Before some of the major innovations in machinery such as automobiles, tractors, threshers, and more, the American people relied on horses for much of their labor needs. While it’s more common to associate horses with hobby-like activities nowadays, they have remained important members of the working world!
When you drive past a farm on a long winding road, chances are the stables you spy house horses that are used for more than just riding. Larger, stronger horse breeds—referred to as draft or cart horses—are often responsible for a lot of crucial farm labor. Draft horses help farmers and ranchers pull heavy loads, and tend to fields by mowing, raking, haying, and plowing. They’re often integral to completing the daily tasks required to keep a successful farm.
There are, of course, many dude ranches that put horses to work to offer customers horse-centric recreational experiences. These light horses spend their time providing fun riding opportunities for sport or trail exploration and pulling wagons and buggies!
Equine therapy has emerged somewhat recently as a unique and effective treatment for individuals dealing with physical, cognitive, and emotional disabilities. The rhythmic motion of riding a horse mimics the movement of walking to assist those who have trouble or are unable to walk unaided. Horseback riding also enhances muscle development and improves balance, strength, mobility, and so much more!

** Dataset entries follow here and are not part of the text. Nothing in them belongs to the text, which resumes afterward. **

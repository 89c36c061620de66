//! Cheap `typeof` checks run before computing a tag.
//!
//! Functions are never object-like here: predicates for the function kinds
//! gate on [`is_function_like`], every other atomic predicate on
//! [`is_object_like`].

use crate::tag::{tag_of, Tag};
use core_types::Value;

/// Non-null and `typeof` reports `"object"`.
pub(crate) fn is_object_like(value: &Value) -> bool {
    !matches!(value, Value::Null) && value.type_of() == "object"
}

/// Non-null and `typeof` reports `"function"`.
pub(crate) fn is_function_like(value: &Value) -> bool {
    !matches!(value, Value::Null) && value.type_of() == "function"
}

/// Object-like and tagged `tag`.
pub(crate) fn object_tagged(value: &Value, tag: Tag) -> bool {
    is_object_like(value) && tag_of(value) == tag
}

/// Function-like and tagged `tag`.
pub(crate) fn function_tagged(value: &Value, tag: Tag) -> bool {
    is_function_like(value) && tag_of(value) == tag
}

The tasks that go along with caring for and riding a horse have proven remarkably beneficial for stimulating emotional and behavior growth as well. Patients who work with therapy horses see significant progression in their problem-solving, responsibility, and self-control skills.
When working with a mental health professional, those practicing equine therapy also experience marked improvements in empathy, stress management, independence, and important social skills!
You’ll often see police officers mounted on horses during large events like a parade or patrolling the streets of big cities. Horses are excellent tools for crowd control and riot prevention. Police horses are trained to remain calm in high-stress situations, providing officers with a height advantage and a formidable force to be reckoned with by potentially unruly or threatening citizens.
Horses are also ideal animals for police forces because they’re easy to maneuver to patrol tight areas and wade through congestion. This makes them particularly useful in search and rescue missions, as they offer more visibility along with the capability of exploring areas that a car cannot reach.